** ASSIGNMENT **
Below are the entries; give again exactly the lines from the one mentioning "extracted from the" through the one mentioning "text in response", inclusive.

** Data extracted from a collection **
//! Generation Client Adapter: one `generateContent` call against the Gemini REST API.

use async_trait::async_trait;
use reqwest::{Client, StatusCode};
use serde::{Deserialize, Serialize};
use thiserror::Error;
use tracing::{info, warn};

pub const GEMINI_BASE_URL: &str = "https://generativelanguage.googleapis.com";
pub const MODEL_NAME: &str = "gemini-pro";
pub const TEMPERATURE: f32 = 0.5;

const X_GOOG_API_KEY: &str = "x-goog-api-key";

/// Generation parameters, fixed for the lifetime of the process.
#[derive(Debug, Clone, PartialEq)]
pub struct ModelConfig {
    pub model_name: String,
    pub temperature: f32,
    pub top_p: Option<f32>,
    pub top_k: Option<u32>,
    pub max_output_tokens: Option<u32>,
}

impl Default for ModelConfig {
    fn default() -> Self {
        Self {
            model_name: MODEL_NAME.to_string(),
            temperature: TEMPERATURE,
            top_p: None,
            top_k: None,
            max_output_tokens: None,
        }
    }
}

#[derive(Error, Debug, Clone, PartialEq)]
pub enum GenerationError {
    #[error("{0}")]
    PermissionDenied(String),

    #[error("{0}")]
    QuotaExceeded(String),

    #[error("{0}")]
    SafetyBlocked(String),

    #[error("{0}")]
    InvalidArgument(String),

    #[error("{0}")]
    ResponseExtractionFailed(String),

    #[error("{0}")]
    Unknown(String),
}

impl GenerationError {
    pub fn status_code(&self) -> u16 {
        match self {
            GenerationError::PermissionDenied(_) => 403,
            GenerationError::QuotaExceeded(_) => 429,
            GenerationError::SafetyBlocked(_) | GenerationError::InvalidArgument(_) => 400,
            GenerationError::ResponseExtractionFailed(_) | GenerationError::Unknown(_) => 500,
        }
    }

    /// Label used for the outcome metric.
    pub fn kind(&self) -> &'static str {
        match self {
            GenerationError::PermissionDenied(_) => "permission_denied",
            GenerationError::QuotaExceeded(_) => "quota_exceeded",
            GenerationError::SafetyBlocked(_) => "safety_blocked",
            GenerationError::InvalidArgument(_) => "invalid_argument",
            GenerationError::ResponseExtractionFailed(_) => "response_extraction_failed",
            GenerationError::Unknown(_) => "unknown",
        }
    }
}

/// Anything that can turn an assembled prompt into report text.
#[async_trait]
pub trait ReportGenerator: Send + Sync {
    async fn generate(&self, prompt: &str) -> Result<String, GenerationError>;
}

#[derive(Clone)]
pub struct GeminiClient {
    base_url: String,
    api_key: String,
    config: ModelConfig,
    http: Client,
}

impl std::fmt::Debug for GeminiClient {
    fn fmt(&self, f: &mut std::fmt::Formatter<'_>) -> std::fmt::Result {
        f.debug_struct("GeminiClient")
            .field("base_url", &self.base_url)
            .field("config", &self.config)
            .field("api_key", &"[REDACTED]")
            .finish()
    }
}

impl GeminiClient {
    pub fn new(api_key: impl Into<String>, config: ModelConfig) -> anyhow::Result<Self> {
        let http = Client::builder()
            .user_agent(concat!(env!("CARGO_PKG_NAME"), "/", env!("CARGO_PKG_VERSION")))
            .build()?;

        Ok(Self {
            base_url: GEMINI_BASE_URL.to_string(),
            api_key: api_key.into(),
            config,
            http,
        })
    }

    pub fn with_base_url(mut self, base_url: impl Into<String>) -> Self {
        self.base_url = base_url.into();
        self
    }

    pub fn config(&self) -> &ModelConfig {
        &self.config
    }

    fn generate_url(&self) -> String {
        let model = self.config.model_name.trim();
        format!(
            "{}/v1beta/models/{}:generateContent",
            self.base_url.trim_end_matches('/'),
            model.strip_prefix("models/").unwrap_or(model)
        )
    }
}

#[derive(Debug, Serialize)]
#[serde(rename_all = "camelCase")]
struct GenerateContentRequest {
    contents: Vec<Content>,
    generation_config: GenerationConfig,
}

#[derive(Debug, Serialize)]
#[serde(rename_all = "camelCase")]
struct GenerationConfig {
    temperature: f32,
    #[serde(skip_serializing_if = "Option::is_none")]
    top_p: Option<f32>,
    #[serde(skip_serializing_if = "Option::is_none")]
    top_k: Option<u32>,
    #[serde(skip_serializing_if = "Option::is_none")]
    max_output_tokens: Option<u32>,
}

impl From<&ModelConfig> for GenerationConfig {
    fn from(config: &ModelConfig) -> Self {
        Self {
            temperature: config.temperature,
            top_p: config.top_p,
            top_k: config.top_k,
            max_output_tokens: config.max_output_tokens,
        }
    }
}

#[derive(Debug, Serialize, Deserialize)]
struct Content {
    #[serde(skip_serializing_if = "Option::is_none")]
    role: Option<String>,
    #[serde(default)]
    parts: Vec<Part>,
}

/// Non-text parts (function calls, inline data) deserialize with `text: None`.
#[derive(Debug, Serialize, Deserialize)]
struct Part {
    #[serde(skip_serializing_if = "Option::is_none")]
    text: Option<String>,
}

#[derive(Debug, Deserialize)]
#[serde(rename_all = "camelCase")]
struct GenerateContentResponse {
    #[serde(default)]
    candidates: Vec<Candidate>,
    prompt_feedback: Option<PromptFeedback>,
}

#[derive(Debug, Deserialize)]
#[serde(rename_all = "camelCase")]
struct Candidate {
    content: Option<Content>,
    finish_reason: Option<String>,
}

#[derive(Debug, Deserialize)]
#[serde(rename_all = "camelCase")]
struct PromptFeedback {
    block_reason: Option<String>,
}

#[derive(Debug, Deserialize)]
struct GoogleErrorResponse {
    error: GoogleErrorDetail,
}

#[derive(Debug, Deserialize)]
struct GoogleErrorDetail {
    message: String,
    #[serde(default)]
    status: Option<String>,
    #[serde(default)]
    details: Vec<GoogleErrorInfo>,
}

#[derive(Debug, Deserialize)]
struct GoogleErrorInfo {
    #[serde(default)]
    reason: Option<String>,
}

fn is_blocked_finish_reason(reason: &str) -> bool {
    matches!(
        reason,
        "SAFETY" | "RECITATION" | "BLOCKLIST" | "PROHIBITED_CONTENT" | "SPII"
    )
}

// Older API versions only report safety blocks inside the error message.
fn mentions_safety_block(message: &str) -> bool {
    message.contains("candidate.safety_ratings") || message.contains("blocked due to safety")
}

fn classify_error(status: StatusCode, body: &str) -> GenerationError {
    let detail = serde_json::from_str::<GoogleErrorResponse>(body)
        .ok()
        .map(|response| response.error);

    let Some(detail) = detail else {
        let message = format!("HTTP {}: {}", status, body);
        return match status.as_u16() {
            401 | 403 => GenerationError::PermissionDenied(message),
            429 => GenerationError::QuotaExceeded(message),
            400 => GenerationError::InvalidArgument(message),
            _ => GenerationError::Unknown(message),
        };
    };

    let key_rejected = detail
        .details
        .iter()
        .any(|info| info.reason.as_deref() == Some("API_KEY_INVALID"));
    let message = detail.message;

    match detail.status.as_deref() {
        Some("PERMISSION_DENIED" | "UNAUTHENTICATED") => GenerationError::PermissionDenied(message),
        _ if key_rejected => GenerationError::PermissionDenied(message),
        Some("RESOURCE_EXHAUSTED") => GenerationError::QuotaExceeded(message),
        Some("INVALID_ARGUMENT" | "FAILED_PRECONDITION" | "OUT_OF_RANGE") => {
            if mentions_safety_block(&message) {
                GenerationError::SafetyBlocked(message)
            } else {
                GenerationError::InvalidArgument(message)
            }
        }
        Some(_) => GenerationError::Unknown(message),
        None => match status.as_u16() {
            401 | 403 => GenerationError::PermissionDenied(message),
            429 => GenerationError::QuotaExceeded(message),
            400 if mentions_safety_block(&message) => GenerationError::SafetyBlocked(message),
            400 => GenerationError::InvalidArgument(message),
            _ => GenerationError::Unknown(message),
        },
    }
}

/// Whole-response text: defined only for a single candidate whose parts are all text.
fn primary_text(response: &GenerateContentResponse) -> Option<String> {
    let [candidate] = response.candidates.as_slice() else {
        return None;
    };
    let parts = &candidate.content.as_ref()?.parts;
    if parts.is_empty() {
        return None;
    }
    parts
        .iter()
        .map(|part| part.text.as_deref())
        .collect::<Option<Vec<_>>>()
        .map(|texts| texts.concat())
}

/// First content segment of the first candidate.
fn first_segment_text(response: &GenerateContentResponse) -> Option<String> {
    response
        .candidates
        .first()?
        .content
        .as_ref()?
        .parts
        .first()?
        .text
        .clone()
}

fn extract_text(response: &GenerateContentResponse) -> Result<String, GenerationError> {
    if let Some(reason) = response
        .prompt_feedback
        .as_ref()
        .and_then(|feedback| feedback.block_reason.as_deref())
    {
        return Err(GenerationError::SafetyBlocked(format!(
            "Prompt blocked: {}",
            reason
        )));
    }

    if let Some(text) = primary_text(response) {
        return Ok(text);
    }

    if let Some(text) = first_segment_text(response) {
        info!("Report extracted from the first content segment");
        return Ok(text);
    }

    match response
        .candidates
        .first()
        .and_then(|candidate| candidate.finish_reason.as_deref())
    {
        Some(reason) if is_blocked_finish_reason(reason) => Err(GenerationError::SafetyBlocked(
            format!("Generation blocked: {}", reason),
        )),
        reason => {
            warn!(
                candidates = response.candidates.len(),
                finish_reason = reason.unwrap_or("UNKNOWN"),
                "No text in generation response"
            );
            Err(GenerationError::ResponseExtractionFailed(format!(
                "No text in response ({} candidates)",
                response.candidates.len()
            )))
        }
    }
}

#[async_trait]
impl ReportGenerator for GeminiClient {
    async fn generate(&self, prompt: &str) -> Result<String, GenerationError> {
        let request = GenerateContentRequest {
            contents: vec![Content {
                role: Some("user".to_string()),
                parts: vec![Part {
                    text: Some(prompt.to_string()),
                }],
            }],
            generation_config: GenerationConfig::from(&self.config),
        };

        let response = self
            .http
            .post(self.generate_url())
            .header(X_GOOG_API_KEY, &self.api_key)
            .json(&request)
            .send()
            .await
            .map_err(|err| GenerationError::Unknown(err.to_string()))?;

        let status = response.status();
        let body = response
            .text()
            .await
            .map_err(|err| GenerationError::Unknown(err.to_string()))?;

        if !status.is_success() {
            return Err(classify_error(status, &body));
        }

        let response = serde_json::from_str::<GenerateContentResponse>(&body).map_err(|err| {
            GenerationError::Unknown(format!("Malformed generation response: {}", err))
        })?;

        extract_text(&response)
    }
}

** ANSWER TO THIS EXERCISE **
        info!("Report extracted from the first content segment");
        return Ok(text);
    }

    match response
        .candidates
        .first()
        .and_then(|candidate| candidate.finish_reason.as_deref())
    {
        Some(reason) if is_blocked_finish_reason(reason) => Err(GenerationError::SafetyBlocked(
            format!("Generation blocked: {}", reason),
        )),
        reason => {
            warn!(
                candidates = response.candidates.len(),
                finish_reason = reason.unwrap_or("UNKNOWN"),
                "No text in generation response"
            );
            Err(GenerationError::ResponseExtractionFailed(format!(
                "No text in response ({} candidates)",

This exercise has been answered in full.